Cos'è
Il volume è una monografia dedicata al pittore e scultore ferrarese Carlo Tassi (1933-2011) e alla sua Casa Museo annoverata tra le “Case e studi delle persone illustri dell’Emilia Romagna”. Frutto di un prolungato e intenso lavoro di ricerca tra le collezioni d’arte e i documenti d’archivio del Maestro, il volume ne delinea il lungo e articolato percorso artistico ed esistenziale – tra scultura, pittura e grafica – senza trascurare la passione collezionistica. L’autrice ripercorre i periodi e le tappe principali della poetica e della vita di Carlo Tassi dagli anni giovanili alla maturità, rivelandone l’inesauribile interesse per la condizione umana, la natura, le intime relazioni tra individuo e paesaggio, la spiritualità: fulcro e tratto distintivo di una ininterrotta ricerca etica ed estetica. Descrive inoltre con ricchezza di particolari le stanze della sua ultima dimora/atelier straripante di opere d’arte, dei molti libri e collezioni di varia natura, che ne fanno una vera e propria “wunderkammer” colma di memoria e di fascino.
Introduce il volume l’ampio e il coinvolgente saggio di Daniele Seragnoli, che “legge” con sguardo “teatrale” trame, personaggi e narrazioni che popolano le Case Museo e le Case d’artista connotandole come luoghi e ambienti identitari.

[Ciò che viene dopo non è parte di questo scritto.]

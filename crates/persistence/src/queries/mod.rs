// Copyright (C) 2026 Fred Clausen
// Use of this source code is governed by an MIT-style
// license that can be found in the LICENSE file or at
// https://opensource.org/licenses/MIT.

//! Read-only queries.
//!
//! ## Module Organization
//!
//! - `events`: Event lookup and listing
//! - `tickets`: Ticket lookup, per-event listing and status history

pub mod events;
pub mod tickets;

pub use events::{find_event, list_events};
pub use tickets::{find_ticket, list_ticket_history, list_tickets_for_event};
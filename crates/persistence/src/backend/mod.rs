// Copyright (C) 2026 Fred Clausen
// Use of this source code is governed by an MIT-style
// license that can be found in the LICENSE file or at
// https://opensource.org/licenses/MIT.

//! Database backend-specific code.
//!
//! This module isolates connection setup, migration and PRAGMA handling,
//! which cannot be expressed in Diesel DSL. All domain queries and
//! mutations live in `queries/` and `mutations/`.

pub mod sqlite;
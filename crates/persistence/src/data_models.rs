// Copyright (C) 2026 Fred Clausen
// Use of this source code is governed by an MIT-style
// license that can be found in the LICENSE file or at
// https://opensource.org/licenses/MIT.

//! Row types and their conversion to and from domain values.
//!
//! Timestamps are stored as RFC 3339 text and statuses as their lowercase
//! names. Counts are `BIGINT` in storage and `u32` in the domain.

use admit::StatusTransitionRecord;
use admit_domain::{
    Event, EventStatus, GateId, HolderInfo, Price, ScanRecord, Ticket, TicketClass, TicketId,
    TicketStatus,
};
use diesel::prelude::*;
use num_traits::ToPrimitive;
use std::str::FromStr;
use time::OffsetDateTime;
use time::format_description::well_known::Rfc3339;

use crate::diesel_schema::{events, ticket_status_history, tickets};
use crate::error::PersistenceError;

#[derive(Debug, Queryable, Selectable)]
#[diesel(table_name = events)]
pub struct EventRow {
    pub event_id: i64,
    pub name: String,
    pub capacity: i64,
    pub issued_count: i64,
    pub status: String,
    pub created_at: String,
}

impl EventRow {
    /// # Errors
    ///
    /// Returns `PersistenceError::InvalidData` if a column is out of range.
    pub fn into_event(self) -> Result<Event, PersistenceError> {
        Ok(Event {
            event_id: self.event_id,
            name: self.name,
            capacity: to_count("capacity", self.capacity)?,
            issued: to_count("issued_count", self.issued_count)?,
            status: EventStatus::from_str(&self.status)
                .map_err(|e| PersistenceError::InvalidData(e.to_string()))?,
            created_at: parse_timestamp(&self.created_at)?,
        })
    }
}

#[derive(Debug, Insertable)]
#[diesel(table_name = events)]
pub struct NewEventRow {
    pub name: String,
    pub capacity: i64,
    pub issued_count: i64,
    pub status: String,
    pub created_at: String,
}

#[derive(Debug, Queryable, Selectable)]
#[diesel(table_name = tickets)]
pub struct TicketRow {
    pub ticket_pk: i64,
    pub ticket_id: String,
    pub event_id: i64,
    pub holder_name: String,
    pub holder_contact: String,
    pub ticket_class: String,
    pub price_minor: i64,
    pub status: String,
    pub qr_payload: String,
    pub scanned_at: Option<String>,
    pub gate_id: Option<String>,
    pub purchased_at: String,
    pub design_ref: Option<String>,
}

impl TicketRow {
    /// # Errors
    ///
    /// Returns `PersistenceError::InvalidData` if a column cannot be parsed or
    /// scan columns disagree with the status.
    pub fn into_ticket(self) -> Result<Ticket, PersistenceError> {
        let status: TicketStatus = TicketStatus::from_str(&self.status).map_err(invalid)?;
        let scan: Option<ScanRecord> = match (status, self.scanned_at, self.gate_id) {
            (TicketStatus::Scanned, Some(scanned_at), Some(gate_id)) => Some(ScanRecord {
                scanned_at: parse_timestamp(&scanned_at)?,
                gate_id: GateId::new(&gate_id).map_err(invalid)?,
            }),
            (TicketStatus::Scanned, _, _) | (_, Some(_), _) | (_, _, Some(_)) => {
                return Err(PersistenceError::InvalidData(format!(
                    "ticket {} has scan columns inconsistent with status {status}",
                    self.ticket_id
                )));
            }
            _ => None,
        };

        Ok(Ticket {
            ticket_id: TicketId::parse(&self.ticket_id).map_err(invalid)?,
            event_id: self.event_id,
            holder: HolderInfo {
                name: self.holder_name,
                contact: self.holder_contact,
            },
            class: TicketClass::from_stored(&self.ticket_class),
            price: Price::new(self.price_minor).map_err(invalid)?,
            status,
            qr_payload: self.qr_payload,
            scan,
            purchased_at: parse_timestamp(&self.purchased_at)?,
            design_ref: self.design_ref,
        })
    }
}

#[derive(Debug, Insertable)]
#[diesel(table_name = tickets)]
pub struct NewTicketRow {
    pub ticket_id: String,
    pub event_id: i64,
    pub holder_name: String,
    pub holder_contact: String,
    pub ticket_class: String,
    pub price_minor: i64,
    pub status: String,
    pub qr_payload: String,
    pub purchased_at: String,
    pub design_ref: Option<String>,
}

impl NewTicketRow {
    /// # Errors
    ///
    /// Returns an error if the purchase time cannot be formatted.
    pub fn from_ticket(ticket: &Ticket) -> Result<Self, PersistenceError> {
        Ok(Self {
            ticket_id: ticket.ticket_id.as_str().to_string(),
            event_id: ticket.event_id,
            holder_name: ticket.holder.name.clone(),
            holder_contact: ticket.holder.contact.clone(),
            ticket_class: ticket.class.as_str().to_string(),
            price_minor: ticket.price.minor_units(),
            status: ticket.status.as_str().to_string(),
            qr_payload: ticket.qr_payload.clone(),
            purchased_at: format_timestamp(ticket.purchased_at)?,
            design_ref: ticket.design_ref.clone(),
        })
    }
}

#[derive(Debug, Queryable, Selectable)]
#[diesel(table_name = ticket_status_history)]
pub struct HistoryRow {
    pub history_id: i64,
    pub ticket_id: String,
    pub from_status: Option<String>,
    pub to_status: String,
    pub transitioned_at: String,
    pub gate_id: Option<String>,
}

impl HistoryRow {
    /// # Errors
    ///
    /// Returns `PersistenceError::InvalidData` if a column cannot be parsed.
    pub fn into_record(self) -> Result<StatusTransitionRecord, PersistenceError> {
        Ok(StatusTransitionRecord {
            ticket_id: TicketId::parse(&self.ticket_id).map_err(invalid)?,
            from: self
                .from_status
                .as_deref()
                .map(TicketStatus::from_str)
                .transpose()
                .map_err(invalid)?,
            to: TicketStatus::from_str(&self.to_status).map_err(invalid)?,
            at: parse_timestamp(&self.transitioned_at)?,
            gate_id: self
                .gate_id
                .as_deref()
                .map(GateId::new)
                .transpose()
                .map_err(invalid)?,
        })
    }
}

#[derive(Debug, Insertable)]
#[diesel(table_name = ticket_status_history)]
pub struct NewHistoryRow {
    pub ticket_id: String,
    pub from_status: Option<String>,
    pub to_status: String,
    pub transitioned_at: String,
    pub gate_id: Option<String>,
}

fn invalid(err: impl std::fmt::Display) -> PersistenceError {
    PersistenceError::InvalidData(err.to_string())
}

fn to_count(column: &str, value: i64) -> Result<u32, PersistenceError> {
    value.to_u32().ok_or_else(|| {
        PersistenceError::InvalidData(format!("{column} out of range: {value}"))
    })
}

/// Formats a timestamp for storage.
///
/// # Errors
///
/// Returns an error if the timestamp has no RFC 3339 representation.
pub fn format_timestamp(at: OffsetDateTime) -> Result<String, PersistenceError> {
    at.format(&Rfc3339).map_err(invalid)
}

/// Parses a stored timestamp.
///
/// # Errors
///
/// Returns `PersistenceError::InvalidData` if the text is not RFC 3339.
pub fn parse_timestamp(value: &str) -> Result<OffsetDateTime, PersistenceError> {
    OffsetDateTime::parse(value, &Rfc3339).map_err(invalid)
}
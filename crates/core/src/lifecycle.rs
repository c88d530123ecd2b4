// Copyright (C) 2026 Fred Clausen
// Use of this source code is governed by an MIT-style
// license that can be found in the LICENSE file or at
// https://opensource.org/licenses/MIT.

//! Ticket status transitions.
//!
//! Every transition names the status the caller last saw. The manager checks
//! the pair against the lifecycle table and hands the change to the
//! repository's compare-and-set; a mismatch comes back as
//! [`TransitionOutcome::StaleState`] carrying the ticket as it really is.

use crate::deadline::Deadline;
use crate::error::CoreError;
use crate::repository::{CompareAndSet, StatusChange, StatusTransitionRecord, TicketRepository};
use admit_domain::{DomainError, HolderInfo, Ticket, TicketId, TicketStatus, validate_holder};
use std::sync::Arc;
use time::OffsetDateTime;
use tracing::{debug, info, warn};

/// Result of a single compare-and-set transition.
#[derive(Debug, Clone, PartialEq, Eq)]
pub enum TransitionOutcome {
    Applied(Ticket),
    /// The ticket was not in the expected status; nothing changed.
    StaleState { actual: Ticket },
}

#[derive(Debug, Clone, PartialEq, Eq)]
pub enum ConfirmOutcome {
    Confirmed(Ticket),
    /// The ticket was confirmed earlier.
    AlreadyConfirmed(Ticket),
}

#[derive(Debug, Clone, PartialEq, Eq)]
pub enum CancelOutcome {
    Cancelled(Ticket),
    /// The ticket was cancelled earlier.
    AlreadyCancelled(Ticket),
}

/// Applies lifecycle transitions through the repository.
#[derive(Clone)]
pub struct LifecycleManager {
    repository: Arc<dyn TicketRepository>,
}

impl LifecycleManager {
    #[must_use]
    pub fn new(repository: Arc<dyn TicketRepository>) -> Self {
        Self { repository }
    }

    /// Moves a ticket from `expected` to the change's target status.
    ///
    /// # Errors
    ///
    /// * `CoreError::InvalidTransition` if `expected -> target` is not in the
    ///   lifecycle table. The repository is not called.
    /// * `CoreError::TicketNotFound` if no such ticket exists.
    /// * `CoreError::Timeout` or `CoreError::Repository` on storage failure.
    pub async fn transition(
        &self,
        ticket_id: &TicketId,
        expected: TicketStatus,
        change: &StatusChange,
        deadline: Deadline,
    ) -> Result<TransitionOutcome, CoreError> {
        if let Err(refused) = expected.validate_transition(change.target()) {
            debug!(ticket_id = %ticket_id, reason = %refused, "Transition refused");
            return Err(CoreError::InvalidTransition {
                ticket_id: ticket_id.clone(),
                actual: expected,
                target: change.target(),
            });
        }

        let result = deadline
            .run(
                "compare_and_set_status",
                self.repository
                    .compare_and_set_status(ticket_id, expected, change),
            )
            .await?;

        match result {
            CompareAndSet::Applied(ticket) => {
                debug!(
                    ticket_id = %ticket_id,
                    from = %expected,
                    to = %change.target(),
                    "Ticket transition applied"
                );
                Ok(TransitionOutcome::Applied(ticket))
            }
            CompareAndSet::Stale(actual) => {
                debug!(
                    ticket_id = %ticket_id,
                    expected = %expected,
                    actual = %actual.status,
                    "Ticket transition found stale state"
                );
                Ok(TransitionOutcome::StaleState { actual })
            }
            CompareAndSet::NotFound => Err(CoreError::TicketNotFound(ticket_id.clone())),
        }
    }

    /// Confirms a pending ticket. Confirming a ticket that is already past
    /// `Pending` (other than by cancellation) succeeds without change.
    ///
    /// # Errors
    ///
    /// Returns `CoreError::InvalidTransition` for a cancelled ticket, plus
    /// the errors of [`transition`](Self::transition).
    pub async fn confirm(
        &self,
        ticket_id: &TicketId,
        deadline: Deadline,
    ) -> Result<ConfirmOutcome, CoreError> {
        let mut current: Ticket = self.get(ticket_id, deadline).await?;
        loop {
            match current.status {
                TicketStatus::Valid | TicketStatus::Scanned => {
                    return Ok(ConfirmOutcome::AlreadyConfirmed(current));
                }
                TicketStatus::Cancelled => {
                    warn!(ticket_id = %ticket_id, "Refusing to confirm a cancelled ticket");
                    return Err(CoreError::InvalidTransition {
                        ticket_id: ticket_id.clone(),
                        actual: TicketStatus::Cancelled,
                        target: TicketStatus::Valid,
                    });
                }
                TicketStatus::Pending => {
                    let change = StatusChange::confirm(OffsetDateTime::now_utc());
                    match self
                        .transition(ticket_id, TicketStatus::Pending, &change, deadline)
                        .await?
                    {
                        TransitionOutcome::Applied(ticket) => {
                            info!(ticket_id = %ticket_id, "Ticket confirmed");
                            return Ok(ConfirmOutcome::Confirmed(ticket));
                        }
                        TransitionOutcome::StaleState { actual } => current = actual,
                    }
                }
            }
        }
    }

    /// Cancels a ticket that has not been admitted.
    ///
    /// Cancelling an already-cancelled ticket succeeds without change. The
    /// event's issued counter is not decremented.
    ///
    /// # Errors
    ///
    /// Returns `CoreError::InvalidTransition` for a scanned ticket, plus the
    /// errors of [`transition`](Self::transition).
    pub async fn cancel(
        &self,
        ticket_id: &TicketId,
        deadline: Deadline,
    ) -> Result<CancelOutcome, CoreError> {
        let mut current: Ticket = self.get(ticket_id, deadline).await?;
        loop {
            match current.status {
                TicketStatus::Cancelled => {
                    debug!(ticket_id = %ticket_id, "Ticket already cancelled");
                    return Ok(CancelOutcome::AlreadyCancelled(current));
                }
                TicketStatus::Scanned => {
                    warn!(ticket_id = %ticket_id, "Refusing to cancel an admitted ticket");
                    return Err(CoreError::InvalidTransition {
                        ticket_id: ticket_id.clone(),
                        actual: TicketStatus::Scanned,
                        target: TicketStatus::Cancelled,
                    });
                }
                status @ (TicketStatus::Pending | TicketStatus::Valid) => {
                    let change = StatusChange::cancel(OffsetDateTime::now_utc());
                    match self.transition(ticket_id, status, &change, deadline).await? {
                        TransitionOutcome::Applied(ticket) => {
                            info!(ticket_id = %ticket_id, from = %status, "Ticket cancelled");
                            return Ok(CancelOutcome::Cancelled(ticket));
                        }
                        TransitionOutcome::StaleState { actual } => current = actual,
                    }
                }
            }
        }
    }

    /// Replaces holder details of a ticket that is not yet terminal.
    ///
    /// # Errors
    ///
    /// * `CoreError::DomainViolation` if the holder is invalid or the ticket
    ///   is scanned or cancelled.
    /// * `CoreError::TicketNotFound` if no such ticket exists.
    pub async fn update_holder(
        &self,
        ticket_id: &TicketId,
        holder: &HolderInfo,
        deadline: Deadline,
    ) -> Result<Ticket, CoreError> {
        validate_holder(holder)?;
        let result = deadline
            .run(
                "update_holder",
                self.repository.update_holder(ticket_id, holder),
            )
            .await?;
        match result {
            CompareAndSet::Applied(ticket) => {
                info!(ticket_id = %ticket_id, "Holder details updated");
                Ok(ticket)
            }
            CompareAndSet::Stale(actual) => {
                warn!(
                    ticket_id = %ticket_id,
                    status = %actual.status,
                    "Holder change refused"
                );
                Err(CoreError::DomainViolation(DomainError::HolderLocked {
                    status: actual.status,
                }))
            }
            CompareAndSet::NotFound => Err(CoreError::TicketNotFound(ticket_id.clone())),
        }
    }

    /// Returns the applied transitions of a ticket, oldest first.
    ///
    /// # Errors
    ///
    /// Returns `CoreError::TicketNotFound` if no such ticket exists.
    pub async fn history(
        &self,
        ticket_id: &TicketId,
        deadline: Deadline,
    ) -> Result<Vec<StatusTransitionRecord>, CoreError> {
        self.get(ticket_id, deadline).await?;
        deadline
            .run("ticket_history", self.repository.ticket_history(ticket_id))
            .await
    }

    /// Loads a ticket.
    ///
    /// # Errors
    ///
    /// Returns `CoreError::TicketNotFound` if no such ticket exists.
    pub async fn get(&self, ticket_id: &TicketId, deadline: Deadline) -> Result<Ticket, CoreError> {
        deadline
            .run("get_ticket", self.repository.get_ticket(ticket_id))
            .await?
            .ok_or_else(|| CoreError::TicketNotFound(ticket_id.clone()))
    }
}
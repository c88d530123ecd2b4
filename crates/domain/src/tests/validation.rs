// Copyright (C) 2026 Fred Clausen
// Use of this source code is governed by an MIT-style
// license that can be found in the LICENSE file or at
// https://opensource.org/licenses/MIT.

use crate::{DomainError, HolderInfo, MAX_HOLDER_FIELD_LEN, validate_holder, validate_quantity};

#[test]
fn test_valid_holder_passes() {
    let holder = HolderInfo::new("Grace Hopper", "+1 555 0100");
    assert!(validate_holder(&holder).is_ok());
}

#[test]
fn test_holder_fields_are_trimmed() {
    let holder = HolderInfo::new("  Grace Hopper  ", " grace@example.com ");
    assert_eq!(holder.name, "Grace Hopper");
    assert_eq!(holder.contact, "grace@example.com");
}

#[test]
fn test_empty_name_fails() {
    let holder = HolderInfo::new("   ", "grace@example.com");
    assert!(matches!(
        validate_holder(&holder),
        Err(DomainError::InvalidHolderName(_))
    ));
}

#[test]
fn test_empty_contact_fails() {
    let holder = HolderInfo::new("Grace Hopper", "");
    assert!(matches!(
        validate_holder(&holder),
        Err(DomainError::InvalidHolderContact(_))
    ));
}

#[test]
fn test_overlong_fields_fail() {
    let long = "x".repeat(MAX_HOLDER_FIELD_LEN + 1);
    assert!(validate_holder(&HolderInfo::new(&long, "a@b.c")).is_err());
    assert!(validate_holder(&HolderInfo::new("Grace", &long)).is_err());
}

#[test]
fn test_quantity_bounds() {
    assert!(validate_quantity(1, 500).is_ok());
    assert!(validate_quantity(500, 500).is_ok());
    assert_eq!(
        validate_quantity(0, 500),
        Err(DomainError::InvalidQuantity {
            quantity: 0,
            max: 500
        })
    );
    assert!(validate_quantity(501, 500).is_err());
}
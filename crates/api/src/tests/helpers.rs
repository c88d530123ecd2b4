// Copyright (C) 2026 Fred Clausen
// Use of this source code is governed by an MIT-style
// license that can be found in the LICENSE file or at
// https://opensource.org/licenses/MIT.

use crate::{
    AuthenticatedActor, CreateEventRequest, IssueTicketsRequest, Role, TicketService,
    TransitionEventRequest,
};
use admit::{EngineConfig, InMemoryTicketRepository, TicketEngine};
use admit_domain::TicketClassCatalog;
use std::sync::Arc;

pub fn admin() -> AuthenticatedActor {
    AuthenticatedActor::with_role("admin-1", Role::Admin)
}

pub fn organizer() -> AuthenticatedActor {
    AuthenticatedActor::with_role("organizer-1", Role::Organizer)
}

pub fn gate_staff() -> AuthenticatedActor {
    AuthenticatedActor::with_role("gate-1", Role::Gate)
}

pub fn create_test_service() -> TicketService {
    create_test_service_with(EngineConfig::default())
}

pub fn create_test_service_with(config: EngineConfig) -> TicketService {
    let repository = Arc::new(InMemoryTicketRepository::new());
    let engine = Arc::new(TicketEngine::new(repository, config));
    TicketService::new(engine, TicketClassCatalog::default())
}

pub fn issue_request(quantity: u32) -> IssueTicketsRequest {
    IssueTicketsRequest {
        quantity,
        ticket_class: String::from("student"),
        price_minor: 1200,
        holder_name: String::from("Alan Turing"),
        holder_contact: String::from("alan@example.com"),
        design_ref: None,
    }
}

/// Creates an event and walks it to `status` through the service.
pub async fn create_event_in(service: &TicketService, capacity: u32, status: &str) -> i64 {
    let event = service
        .create_event(
            &admin(),
            CreateEventRequest {
                name: String::from("Summer Concert"),
                capacity,
            },
        )
        .await
        .unwrap();
    let path: &[&str] = match status {
        "draft" => &[],
        "selling" => &["selling"],
        "active" => &["selling", "active"],
        "closed" => &["closed"],
        other => panic!("unknown event status {other}"),
    };
    for step in path {
        service
            .transition_event(
                &admin(),
                event.event_id,
                TransitionEventRequest {
                    status: (*step).to_string(),
                },
            )
            .await
            .unwrap();
    }
    event.event_id
}
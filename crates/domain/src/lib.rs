// Copyright (C) 2026 Fred Clausen
// Use of this source code is governed by an MIT-style
// license that can be found in the LICENSE file or at
// https://opensource.org/licenses/MIT.

#![deny(
    clippy::pedantic,
    clippy::cargo,
    clippy::nursery,
    clippy::style,
    clippy::correctness,
    clippy::all,
    clippy::suspicious,
    clippy::complexity,
    clippy::perf,
    clippy::unwrap_used,
    clippy::expect_used
)]

mod error;
mod event;
mod identifier;
mod ticket;
mod ticket_status;
mod types;
mod validation;

#[cfg(test)]
mod tests;

pub use error::DomainError;
pub use event::{Event, EventStatus, NewEvent, validate_capacity};
pub use identifier::{
    EntropySource, OsEntropy, ScanCode, TICKET_ID_LEN, TicketId, TicketIdGenerator,
    decode_scan_code, qr_payload,
};
pub use ticket::{ScanRecord, Ticket, TicketTemplate};
pub use ticket_status::TicketStatus;
pub use types::{
    GateId, HolderInfo, MAX_GATE_ID_LEN, MAX_HOLDER_FIELD_LEN, Price, TicketClass,
    TicketClassCatalog,
};
pub use validation::{validate_holder, validate_quantity};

Mara Vincenzi Tassi è responsabile e curatrice della Casa Museo “Casa del Pittore-Archivio Carlo Tassi” nonché presidente dell’Associazione Culturale Carlo Tassi APS. Si laurea all’Università di Ferrara in Scienze e tecnologie della comunicazione con la tesi “Carlo Tassi. Tra realtà e natura”. Successivamente all’Università di Bologna consegue la laurea magistrale in Arti visive con la tesi “Un progetto di Casa Museo. ‘La Casa del Pittore’ Carlo Tassi a Bondeno”. È alla sua prima pubblicazione come autrice.
Daniele Seragnoli, già professore ordinario di Discipline dello Spettacolo e fondatore e direttore del Centro Teatro Universitario presso l’Università di Ferrara, è autore di numerose pubblicazioni e studi tra Cinquecento e Novecento di impostazione storico-filologica, con particolare attenzione agli aspetti sociali e antropologici del teatro come “spazio” di formazione e appartenenza, di relazione e di memoria individuale e collettiva.